North Caucasians without Work Increasingly Registering and Getting Unemployment Payments from Moscow, Zubarevich Says

Paul Goble

            Staunton, January 22 – Unemployment in the North Caucasus has always been higher than in other parts of the Russian Federation, but in the past year, something unusual has occurred. Earlier, the unemployed did not get payments from Moscow; but in 2020, regional officials pressed those without jobs to seek them, Natalya Zubarevich says.

            “Unemployment in the North Caucasus always was high,” the Moscow State University specialist on regional economics says; but the share officially registered was in many cases far lower, allowing officials to claim that there were fewer people without jobs than in fact has been the case (caucasustimes.com/ru/kazhdyj-chetvjortyj-zhitel-chechni-i-ingushetii-poluchaet-posobija-po-bezrabotice-natalja-zubarevich/).

            That also saved Moscow money, an important consideration given how much the center subsidizes the republic governments in the region. But now, with unemployment extremely high – 14 to 15 percent in most and 23 percent in Chechnya and 31 percent in Ingushetia – republic governments are pressing people to register for this Moscow money to ease the burden on them.

            This program led to an explosive growth in the share of officially registered unemployment and to an increase in the money sent from Moscow to the region.  Those receiving the funds and the republics are better off as a result, but the central government is having to spend even more.

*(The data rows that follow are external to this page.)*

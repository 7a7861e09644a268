//! Regulators configuration file parser.
//!
//! The file is JSON with an optional `rules` array and a `chassis` array.
//! Each action object carries exactly one of the primitive action
//! properties, plus an optional `comments` property.

use crate::action::Action;
use crate::chassis::Chassis;
use crate::device::{Configuration, Device, PresenceDetection};
use crate::environment::{DeviceHandle, DeviceHandles};
use crate::rail::{Rail, SensorMonitoring};
use crate::rule::{Rule, Rules};
use crate::system::System;
use i2c::I2c;
use jsonutil::{
    no_variables, parse_boolean, parse_bit_position, parse_bit_value, parse_double,
    parse_hex_byte, parse_hex_byte_array, parse_int8, parse_string, parse_uint8,
    parse_unsigned, required_property, verify_is_array, verify_is_object,
    verify_property_count, ConfigFileError, ParseError, Variables,
};
use pmbus::{SensorDataFormat, VoutDataFormat};
use serde_json::Value;
use services::Services;
use std::path::Path;
use types::SensorType;

/// Standard configuration file directory on the BMC.
pub const STANDARD_CONFIG_FILE_DIR: &str = "/etc/vrd";

/// Factory producing the I2C handle for a configured device.
pub type I2cFactory<'a> = &'a mut dyn FnMut(u8, u16) -> Box<dyn I2c>;

/// Parses a regulators configuration file into a [`System`].
pub fn parse(
    path: &Path,
    i2c_factory: I2cFactory<'_>,
    services: &mut dyn Services,
) -> Result<System, ConfigFileError> {
    let contents =
        std::fs::read_to_string(path).map_err(|e| ConfigFileError::new(path, e.to_string()))?;
    let root: Value = serde_json::from_str(&contents)
        .map_err(|e| ConfigFileError::new(path, e.to_string()))?;
    parse_root(&root, i2c_factory, services).map_err(|e| ConfigFileError::new(path, e.0))
}

/// Parses an already loaded JSON tree. Used directly by tests.
pub fn parse_root(
    element: &Value,
    i2c_factory: I2cFactory<'_>,
    _services: &mut dyn Services,
) -> Result<System, ParseError> {
    verify_is_object(element)?;
    let mut property_count = 0;

    if element.get("comments").is_some() {
        property_count += 1;
    }

    let mut rules = Rules::new();
    if let Some(rules_element) = element.get("rules") {
        rules = parse_rule_array(rules_element)?;
        property_count += 1;
    }

    let chassis_element = required_property(element, "chassis")?;
    let mut handles = DeviceHandles::new();
    let chassis = parse_chassis_array(chassis_element, &rules, &mut handles, i2c_factory)?;
    property_count += 1;

    verify_property_count(element, property_count)?;

    // Rail ids are globally unique, like rule and device ids
    let mut rail_ids = std::collections::BTreeSet::new();
    for chassis in &chassis {
        for device in chassis.devices() {
            for rail in device.rails() {
                if !rail_ids.insert(rail.id().to_string()) {
                    return Err(ParseError(format!("Duplicate rail ID: {}", rail.id())));
                }
            }
        }
    }

    Ok(System::new(rules, chassis, handles))
}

            Given that many officially unemployed in the region in fact have some work on farms or otherwise, the fact that official unemployment is now more than three times the all-Russian average of 4.9 percent, a figure that also understates the actual share of joblessness, ever more Russians are focusing on how the North Caucasians have found another way to exploit Moscow.

            That is likely to spark a new upsurge in xenophobia, especially if the officially-registered unemployment numbers in the North Caucasus continue to be so high and Russians find it harder and harder to get assistance themselves.